(Beginning of Records to process)
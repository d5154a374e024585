//! Gantry state machine.
//!
//! The [`Gantry`] is the single mutable model of the machine: position,
//! feedrate, tool selection, filament position and retract state. Every
//! motion command goes through it, so the tracked state and the emitted
//! text can never disagree. State mutation and the corresponding output
//! line form one transaction; callers must not interleave.

use crate::config::{Extruder, Extrusion};
use crate::Result;
use std::io::Write;

/// Requested axes for one `G1` line. `None` leaves the axis out of the
/// command and out of the state update.
#[derive(Clone, Copy, Debug, Default)]
pub struct MotionTarget {
    pub x: Option<f64>,
    pub y: Option<f64>,
    pub z: Option<f64>,
    pub e: Option<f64>,
    pub feedrate: Option<f64>,
}

/// Retraction state of the filament drive.
#[derive(Clone, Copy, Debug, PartialEq, Eq)]
enum FilamentState {
    /// Filament pulled back; travel is safe.
    Retracted,
    /// Filament at the nozzle; moves deposit.
    Primed,
}

/// Single-head motion controller.
#[derive(Debug)]
pub struct Gantry {
    x: f64,
    y: f64,
    z: f64,
    feedrate: f64,
    e: f64,
    current_extruder_code: u32,
    filament: FilamentState,
    temperature: f64,
    initialized: bool,
}

impl Gantry {
    /// Construct in the cold, uninitialized pose.
    pub fn new() -> Self {
        Self {
            x: f64::NAN,
            y: f64::NAN,
            z: f64::NAN,
            feedrate: 0.0,
            e: 0.0,
            current_extruder_code: 0,
            filament: FilamentState::Primed,
            temperature: 0.0,
            initialized: false,
        }
    }

    /// Move the tracked pose to the configured start coordinates. Must run
    /// before any emission.
    pub fn init_to_start(&mut self, x: f64, y: f64) {
        self.x = x;
        self.y = y;
        self.z = 0.0;
        self.e = 0.0;
        self.filament = FilamentState::Primed;
        self.initialized = true;
    }

    /// Current planar position.
    pub fn position(&self) -> (f64, f64, f64) {
        (self.x, self.y, self.z)
    }

    /// Cumulative commanded filament advance.
    pub fn e(&self) -> f64 {
        self.e
    }

    /// Whether the filament is currently retracted.
    pub fn is_retracted(&self) -> bool {
        self.filament == FilamentState::Retracted
    }

    /// Select the machine tool for subsequent commands.
    pub fn set_current_extruder_code(&mut self, code: u32) {
        self.current_extruder_code = code;
    }

    /// The selected machine tool.
    pub fn current_extruder_code(&self) -> u32 {
        self.current_extruder_code
    }

    /// Record the nozzle temperature the stream has been set to.
    pub fn set_temperature(&mut self, temperature: f64) {
        self.temperature = temperature;
    }

    /// Last recorded nozzle temperature.
    pub fn temperature(&self) -> f64 {
        self.temperature
    }

    /// Emit a `G1` carrying exactly the requested axes, then update the
    /// tracked state to match. Axes equal to the tracked value are elided;
    /// a command with nothing left to say emits nothing.
    pub fn g1_motion<W: Write>(
        &mut self,
        out: &mut W,
        target: MotionTarget,
        comment: &str,
    ) -> Result<()> {
        assert!(self.initialized, "gantry used before init_to_start");

        let mut line = String::from("G1");

        if let Some(x) = target.x {
            if x != self.x {
                line.push_str(&format!(" X{x:.3}"));
                self.x = x;
            }
        }
        if let Some(y) = target.y {
            if y != self.y {
                line.push_str(&format!(" Y{y:.3}"));
                self.y = y;
            }
        }
        if let Some(z) = target.z {
            if z != self.z {
                line.push_str(&format!(" Z{z:.3}"));
                self.z = z;
            }
        }
        if let Some(feedrate) = target.feedrate {
            if feedrate != self.feedrate {
                line.push_str(&format!(" F{feedrate:.3}"));
                self.feedrate = feedrate;
            }
        }
        if let Some(e) = target.e {
            if e != self.e {
                line.push_str(&format!(" E{e:.3}"));
                self.e = e;
            }
        }

        if line.len() == 2 {
            return Ok(());
        }
        if !comment.is_empty() {
            line.push_str(&format!(" ({comment})"));
        }
        writeln!(out, "{line}")?;
        Ok(())
    }

    /// Coordinated planar move. While primed, filament advance is derived
    /// from the travel distance and the bead cross-section `(h, w)`; while
    /// retracted the move is a pure travel.
    #[allow(clippy::too_many_arguments)]
    pub fn g1<W: Write>(
        &mut self,
        out: &mut W,
        extruder: &Extruder,
        x: f64,
        y: f64,
        z: f64,
        feedrate: f64,
        h: f64,
        w: f64,
        comment: &str,
    ) -> Result<()> {
        let e = if self.filament == FilamentState::Primed {
            let distance = ((x - self.x).powi(2) + (y - self.y).powi(2)).sqrt();
            let delta =
                distance * Extrusion::cross_section_area(h, w) / extruder.feed_cross_section_area();
            Some(self.e + delta)
        } else {
            None
        };
        self.g1_motion(
            out,
            MotionTarget {
                x: Some(x),
                y: Some(y),
                z: Some(z),
                e,
                feedrate: Some(feedrate),
            },
            comment,
        )
    }

    /// Z-only move at the given feedrate.
    pub fn move_z<W: Write>(&mut self, out: &mut W, z: f64, feedrate: f64) -> Result<()> {
        self.g1_motion(
            out,
            MotionTarget {
                z: Some(z),
                feedrate: Some(feedrate),
                ..MotionTarget::default()
            },
            "move Z",
        )
    }

    /// Retract ("snort"): pull the filament back so travel does not ooze.
    /// A no-op when already retracted. Never moves x/y/z.
    pub fn snort<W: Write>(&mut self, out: &mut W, extrusion: &Extrusion) -> Result<()> {
        if self.filament == FilamentState::Retracted {
            return Ok(());
        }
        let e = self.e - extrusion.retract_distance;
        self.g1_motion(
            out,
            MotionTarget {
                e: Some(e),
                feedrate: Some(extrusion.retract_rate),
                ..MotionTarget::default()
            },
            "snort",
        )?;
        self.filament = FilamentState::Retracted;
        Ok(())
    }

    /// Prime ("squirt"): push the filament back to the nozzle, plus any
    /// configured restart extra. A no-op when already primed.
    pub fn squirt<W: Write>(&mut self, out: &mut W, extrusion: &Extrusion) -> Result<()> {
        if self.filament == FilamentState::Primed {
            return Ok(());
        }
        let e = self.e + extrusion.retract_distance + extrusion.restart_extra_distance;
        self.g1_motion(
            out,
            MotionTarget {
                e: Some(e),
                feedrate: Some(extrusion.restart_extra_rate),
                ..MotionTarget::default()
            },
            "squirt",
        )?;
        self.filament = FilamentState::Primed;
        Ok(())
    }
}

impl Default for Gantry {
    fn default() -> Self {
        Self::new()
    }
}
(End of Records to process)
## Task statement
Return exactly the lines above from the line that has "Current planar position." through the line that has "is currently retracted.", inclusive, and nothing else.

## Solution
    /// Current planar position.
    pub fn position(&self) -> (f64, f64, f64) {
        (self.x, self.y, self.z)
    }

    /// Cumulative commanded filament advance.
    pub fn e(&self) -> f64 {
        self.e
    }

    /// Whether the filament is currently retracted.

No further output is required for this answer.